La proposta presentata al Sigep 2026 prevede una gamma di macchine di varie dimensioni e caratteristiche da posizionare in locali e alberghi, ma anche e soprattutto food-trailer completamente allestiti e brandizzati. Due le versioni proposte.
- Gelateria: equipaggiata con due macchine per gelato, oltre ai prodotti Retail Fabbri. Questa versione consente di proporre un’offerta completa di gelato artigianale e bevande calde e fredde.
- Beverage: equipaggiata con una macchina per gelato, una macchina per caffè e una bar station, sempre accompagnata da prodotti Fabbri.
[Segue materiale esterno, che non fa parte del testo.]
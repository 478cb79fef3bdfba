//! 数据结构模块
//!
//! 定义了智能工具使用的最小几何数据：剪辑/音轨标识、剪辑命中信息、源媒体范围和相邻关系。
//! 剪辑的完整数据模型属于宿主应用，这里只保留交互所需的部分。

use egui::Rect;
use serde::{Deserialize, Serialize};
use std::sync::atomic::{AtomicU64, Ordering};

static TRACK_ID_COUNTER: AtomicU64 = AtomicU64::new(1);
static CLIP_ID_COUNTER: AtomicU64 = AtomicU64::new(1);

#[derive(Clone, Copy, Debug, PartialEq, Eq, PartialOrd, Ord, Hash, Serialize, Deserialize)]
pub struct TrackId(pub u64);

impl TrackId {
    pub fn next() -> Self {
        TrackId(TRACK_ID_COUNTER.fetch_add(1, Ordering::Relaxed))
    }
}

#[derive(Clone, Copy, Debug, PartialEq, Eq, PartialOrd, Ord, Hash, Serialize, Deserialize)]
pub struct ClipId(pub u64);

impl ClipId {
    pub fn next() -> Self {
        ClipId(CLIP_ID_COUNTER.fetch_add(1, Ordering::Relaxed))
    }
}

/// 剪辑在源媒体中的可用范围（项目时间单位）
#[derive(Clone, Copy, Debug, PartialEq, Serialize, Deserialize)]
pub struct SourceExtent {
    pub offset: f64,  // 剪辑起点对应的源媒体位置
    pub length: f64,  // 源媒体总长度
}

impl SourceExtent {
    pub fn new(offset: f64, length: f64) -> Self {
        Self { offset, length }
    }

    /// 剪辑起点之后还能露出多少源媒体
    pub fn remaining(&self) -> f64 {
        (self.length - self.offset).max(0.0)
    }
}

/// 几何提供者对某个位置的回答：指针下方的剪辑
#[derive(Clone, Copy, Debug, PartialEq)]
pub struct ClipHit {
    pub clip_id: ClipId,
    pub track_id: TrackId,
    pub bounds: Rect,          // 屏幕坐标，x 轴即时间轴
    pub source: Option<SourceExtent>,
}

impl ClipHit {
    pub fn new(clip_id: ClipId, track_id: TrackId, bounds: Rect) -> Self {
        Self {
            clip_id,
            track_id,
            bounds,
            source: None,
        }
    }

    pub fn with_source(mut self, source: SourceExtent) -> Self {
        self.source = Some(source);
        self
    }
}

/// 同一音轨上紧邻的剪辑
#[derive(Clone, Copy, Debug, Default, PartialEq, Eq)]
pub struct Neighbors {
    pub left: Option<ClipId>,
    pub right: Option<ClipId>,
}

impl Neighbors {
    pub fn has_left(&self) -> bool {
        self.left.is_some()
    }

    pub fn has_right(&self) -> bool {
        self.right.is_some()
    }
}

/// 剪辑在音轨上的时间跨度（Shuffle 模式推挤邻居时使用）
#[derive(Clone, Copy, Debug, PartialEq)]
pub struct ClipSpan {
    pub clip_id: ClipId,
    pub start: f64,
    pub end: f64,
}

impl ClipSpan {
    pub fn new(clip_id: ClipId, start: f64, end: f64) -> Self {
        Self { clip_id, start, end }
    }
}

/// 范围选择的结果，时间在 x 轴，纵向范围保留屏幕坐标以便跨轨选择
#[derive(Clone, Copy, Debug, PartialEq)]
pub struct RangeSelection {
    pub start: f64,
    pub end: f64,
    pub top: f32,
    pub bottom: f32,
}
Questa configurazione permette di preparare bevande calde e fredde, bevande a base di caffè, cocktail e cocktail gelato.
I punti vendita itineranti possono così essere attrezzati per la preparazione dei gelati anche senza l’apporto di personale specializzato. Ricorrendo ai prodotti Simplé arricchiti da tre nuovi gusti. Pistacchio; Fiordilatte, che può essere lavorato sia a caldo che a freddo; Vaniglia senza nota agrumata.
18. Palermo capitale del gelato artigianale al Sigep 2026

Al Sigep 2026 è stata presentata la 18a edizione di Sherbeth, Festival Internazionale del Gelato Artigianale e il Concorso Internazionale intitolato a Francesco Procopio Cutò vinto l’anno scorso da Sylvia Chao, gelatiera taiwanese. L’appuntamento è a Palermo dal 13 al 16 novembre 2026. Niente assaggi, ma per gli appassionati di gelato è una data da segnare in calendario.
19. Il cioccolatino al caffè di Costadoro al Sigep 2026

Expresso è un cioccolatino ripieno di caffè, pensato da Costadoro per raccontare l’essenza del marchio e la sua visione contemporanea del caffè. Al centro una miscela 100% Arabica racchiusa in un guscio di cioccolato fondente.
20. Le sfere di cioccolato per Milano Cortina 2026

Cioccolato bianco aromatizzato allo zafferano, omaggio a uno dei simboli gastronomici di Milano, per le sfere di Nicola Giotti (Giovinazzo – Bari) realizzate con la tecnica di aerografia indiretta speculare lucida. Le sfere olimpioniche, esposte allo stand APEI durante il Sigep, sono state consegnate quale omaggio artistico al comitato di Milano Cortina 2026.